Your goal
Search the records below for the word "super", then return every line where it appears.
------ Data supplied
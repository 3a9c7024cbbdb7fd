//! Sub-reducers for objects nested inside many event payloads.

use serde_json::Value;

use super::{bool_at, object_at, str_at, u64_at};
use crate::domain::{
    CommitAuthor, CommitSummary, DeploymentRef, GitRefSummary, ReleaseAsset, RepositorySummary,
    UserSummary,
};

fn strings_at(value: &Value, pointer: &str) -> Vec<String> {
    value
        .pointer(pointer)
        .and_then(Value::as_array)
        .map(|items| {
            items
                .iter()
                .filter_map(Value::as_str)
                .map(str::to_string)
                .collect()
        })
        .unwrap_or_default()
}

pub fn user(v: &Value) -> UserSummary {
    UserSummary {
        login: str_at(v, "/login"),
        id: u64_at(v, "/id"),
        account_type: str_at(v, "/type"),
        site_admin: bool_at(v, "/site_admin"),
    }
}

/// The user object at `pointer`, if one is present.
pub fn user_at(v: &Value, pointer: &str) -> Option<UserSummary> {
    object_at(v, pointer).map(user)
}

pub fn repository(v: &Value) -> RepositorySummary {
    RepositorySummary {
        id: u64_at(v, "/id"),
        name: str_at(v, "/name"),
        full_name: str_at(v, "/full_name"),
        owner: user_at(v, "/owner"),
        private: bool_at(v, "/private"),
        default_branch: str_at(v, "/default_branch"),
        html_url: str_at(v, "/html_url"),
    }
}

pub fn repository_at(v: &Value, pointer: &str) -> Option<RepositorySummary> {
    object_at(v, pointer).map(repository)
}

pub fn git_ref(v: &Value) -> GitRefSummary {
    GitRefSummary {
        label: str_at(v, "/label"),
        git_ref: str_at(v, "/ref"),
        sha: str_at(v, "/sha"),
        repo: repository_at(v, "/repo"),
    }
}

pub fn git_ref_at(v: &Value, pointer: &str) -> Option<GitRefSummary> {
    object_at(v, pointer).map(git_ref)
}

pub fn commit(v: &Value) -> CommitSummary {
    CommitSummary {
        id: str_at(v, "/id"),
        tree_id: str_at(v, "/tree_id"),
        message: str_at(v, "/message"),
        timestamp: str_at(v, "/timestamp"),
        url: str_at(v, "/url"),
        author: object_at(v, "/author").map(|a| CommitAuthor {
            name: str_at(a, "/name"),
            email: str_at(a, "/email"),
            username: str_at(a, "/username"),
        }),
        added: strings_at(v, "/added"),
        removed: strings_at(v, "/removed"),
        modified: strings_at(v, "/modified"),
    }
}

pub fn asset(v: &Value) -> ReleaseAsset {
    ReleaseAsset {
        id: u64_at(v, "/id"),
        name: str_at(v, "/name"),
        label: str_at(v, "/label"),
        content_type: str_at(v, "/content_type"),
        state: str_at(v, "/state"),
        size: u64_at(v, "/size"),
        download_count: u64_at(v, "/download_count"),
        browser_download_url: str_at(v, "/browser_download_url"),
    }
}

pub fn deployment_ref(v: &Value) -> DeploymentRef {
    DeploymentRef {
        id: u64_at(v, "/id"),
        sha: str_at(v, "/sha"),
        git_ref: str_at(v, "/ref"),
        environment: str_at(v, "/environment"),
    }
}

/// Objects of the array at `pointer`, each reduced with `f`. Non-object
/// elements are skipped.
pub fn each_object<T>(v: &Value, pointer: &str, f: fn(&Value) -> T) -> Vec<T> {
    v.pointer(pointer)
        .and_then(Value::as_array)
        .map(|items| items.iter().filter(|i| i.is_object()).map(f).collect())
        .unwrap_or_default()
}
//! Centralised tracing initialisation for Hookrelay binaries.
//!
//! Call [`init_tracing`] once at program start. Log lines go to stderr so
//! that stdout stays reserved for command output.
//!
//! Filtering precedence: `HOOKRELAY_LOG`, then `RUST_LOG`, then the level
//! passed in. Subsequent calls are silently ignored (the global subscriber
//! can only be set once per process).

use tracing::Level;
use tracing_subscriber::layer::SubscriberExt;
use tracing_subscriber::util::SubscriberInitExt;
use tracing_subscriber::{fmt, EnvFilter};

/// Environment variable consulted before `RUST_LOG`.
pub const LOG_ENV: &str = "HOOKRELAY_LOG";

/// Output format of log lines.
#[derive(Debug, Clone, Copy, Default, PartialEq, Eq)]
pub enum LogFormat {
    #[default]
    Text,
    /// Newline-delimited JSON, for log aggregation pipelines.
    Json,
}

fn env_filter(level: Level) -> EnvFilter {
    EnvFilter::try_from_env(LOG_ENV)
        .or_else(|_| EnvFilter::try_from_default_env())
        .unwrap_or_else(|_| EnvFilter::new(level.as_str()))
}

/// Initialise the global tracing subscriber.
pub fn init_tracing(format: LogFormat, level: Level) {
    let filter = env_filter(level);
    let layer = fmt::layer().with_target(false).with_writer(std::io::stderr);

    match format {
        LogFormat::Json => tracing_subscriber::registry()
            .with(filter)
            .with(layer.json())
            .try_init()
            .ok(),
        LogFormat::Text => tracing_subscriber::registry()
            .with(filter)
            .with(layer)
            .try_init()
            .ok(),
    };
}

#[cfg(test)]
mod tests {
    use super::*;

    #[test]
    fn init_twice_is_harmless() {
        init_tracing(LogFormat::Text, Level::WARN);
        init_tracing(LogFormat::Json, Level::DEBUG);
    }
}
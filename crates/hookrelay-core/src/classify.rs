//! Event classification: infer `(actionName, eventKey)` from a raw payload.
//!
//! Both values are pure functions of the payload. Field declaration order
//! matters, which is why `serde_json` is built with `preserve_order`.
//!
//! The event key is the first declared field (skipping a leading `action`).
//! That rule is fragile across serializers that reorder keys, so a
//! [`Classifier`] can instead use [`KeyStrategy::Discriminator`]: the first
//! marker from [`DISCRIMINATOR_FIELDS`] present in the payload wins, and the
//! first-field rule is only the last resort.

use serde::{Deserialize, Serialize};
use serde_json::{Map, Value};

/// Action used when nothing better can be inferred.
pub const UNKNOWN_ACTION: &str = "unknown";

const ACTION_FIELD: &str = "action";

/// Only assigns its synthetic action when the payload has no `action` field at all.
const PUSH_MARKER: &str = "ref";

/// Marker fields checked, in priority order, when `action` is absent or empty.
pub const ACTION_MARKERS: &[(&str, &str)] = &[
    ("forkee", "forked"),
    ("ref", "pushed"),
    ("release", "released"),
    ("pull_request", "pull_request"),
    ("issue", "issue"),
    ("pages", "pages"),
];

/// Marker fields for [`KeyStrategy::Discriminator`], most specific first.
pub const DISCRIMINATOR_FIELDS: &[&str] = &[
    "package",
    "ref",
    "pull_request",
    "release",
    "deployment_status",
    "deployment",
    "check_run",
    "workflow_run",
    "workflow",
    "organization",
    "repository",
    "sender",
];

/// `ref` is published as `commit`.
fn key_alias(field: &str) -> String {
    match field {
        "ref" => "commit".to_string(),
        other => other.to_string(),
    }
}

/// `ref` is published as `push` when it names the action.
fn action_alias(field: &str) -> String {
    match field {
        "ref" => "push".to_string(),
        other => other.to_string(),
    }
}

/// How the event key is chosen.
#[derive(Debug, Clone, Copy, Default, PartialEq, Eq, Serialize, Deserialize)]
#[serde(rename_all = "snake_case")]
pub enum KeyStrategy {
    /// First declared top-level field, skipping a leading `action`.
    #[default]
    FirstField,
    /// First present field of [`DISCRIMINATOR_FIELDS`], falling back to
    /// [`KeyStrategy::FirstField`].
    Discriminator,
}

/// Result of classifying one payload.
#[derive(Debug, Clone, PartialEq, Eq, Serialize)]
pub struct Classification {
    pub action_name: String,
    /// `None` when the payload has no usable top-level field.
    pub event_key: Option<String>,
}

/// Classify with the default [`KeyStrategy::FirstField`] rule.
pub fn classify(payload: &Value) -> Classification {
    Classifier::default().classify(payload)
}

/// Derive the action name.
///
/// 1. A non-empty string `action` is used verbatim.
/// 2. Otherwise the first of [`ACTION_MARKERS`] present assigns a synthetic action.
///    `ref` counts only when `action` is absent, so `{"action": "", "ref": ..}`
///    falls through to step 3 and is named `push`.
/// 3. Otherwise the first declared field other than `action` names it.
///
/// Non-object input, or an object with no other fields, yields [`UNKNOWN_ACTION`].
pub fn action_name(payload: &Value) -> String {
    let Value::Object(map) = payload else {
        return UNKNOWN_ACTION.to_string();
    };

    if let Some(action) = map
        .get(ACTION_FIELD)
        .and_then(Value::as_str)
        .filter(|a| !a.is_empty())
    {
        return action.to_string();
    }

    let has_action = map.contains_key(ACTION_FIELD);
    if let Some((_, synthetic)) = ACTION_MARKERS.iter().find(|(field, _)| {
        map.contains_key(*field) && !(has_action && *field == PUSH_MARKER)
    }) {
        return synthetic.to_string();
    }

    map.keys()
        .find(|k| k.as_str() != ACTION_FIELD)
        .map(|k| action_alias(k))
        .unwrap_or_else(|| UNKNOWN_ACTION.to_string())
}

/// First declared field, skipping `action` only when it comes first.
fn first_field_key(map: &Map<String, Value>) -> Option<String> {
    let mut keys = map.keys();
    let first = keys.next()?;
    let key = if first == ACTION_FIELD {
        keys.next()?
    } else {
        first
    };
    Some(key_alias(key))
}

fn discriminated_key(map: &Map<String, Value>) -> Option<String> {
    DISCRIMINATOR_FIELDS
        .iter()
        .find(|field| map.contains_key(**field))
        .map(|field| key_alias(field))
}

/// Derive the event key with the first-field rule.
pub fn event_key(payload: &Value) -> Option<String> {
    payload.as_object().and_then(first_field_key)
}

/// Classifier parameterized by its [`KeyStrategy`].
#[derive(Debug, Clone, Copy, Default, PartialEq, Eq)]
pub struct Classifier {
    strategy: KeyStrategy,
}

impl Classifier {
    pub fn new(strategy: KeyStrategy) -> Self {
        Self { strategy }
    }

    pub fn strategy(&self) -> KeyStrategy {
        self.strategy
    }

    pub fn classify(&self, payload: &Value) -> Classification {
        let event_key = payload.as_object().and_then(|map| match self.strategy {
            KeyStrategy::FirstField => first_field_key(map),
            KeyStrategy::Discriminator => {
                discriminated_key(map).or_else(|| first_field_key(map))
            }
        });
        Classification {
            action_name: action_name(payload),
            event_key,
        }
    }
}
------------
Answer for the task
use super::{bool_at, object_at, str_at, u64_at};
    use super::*;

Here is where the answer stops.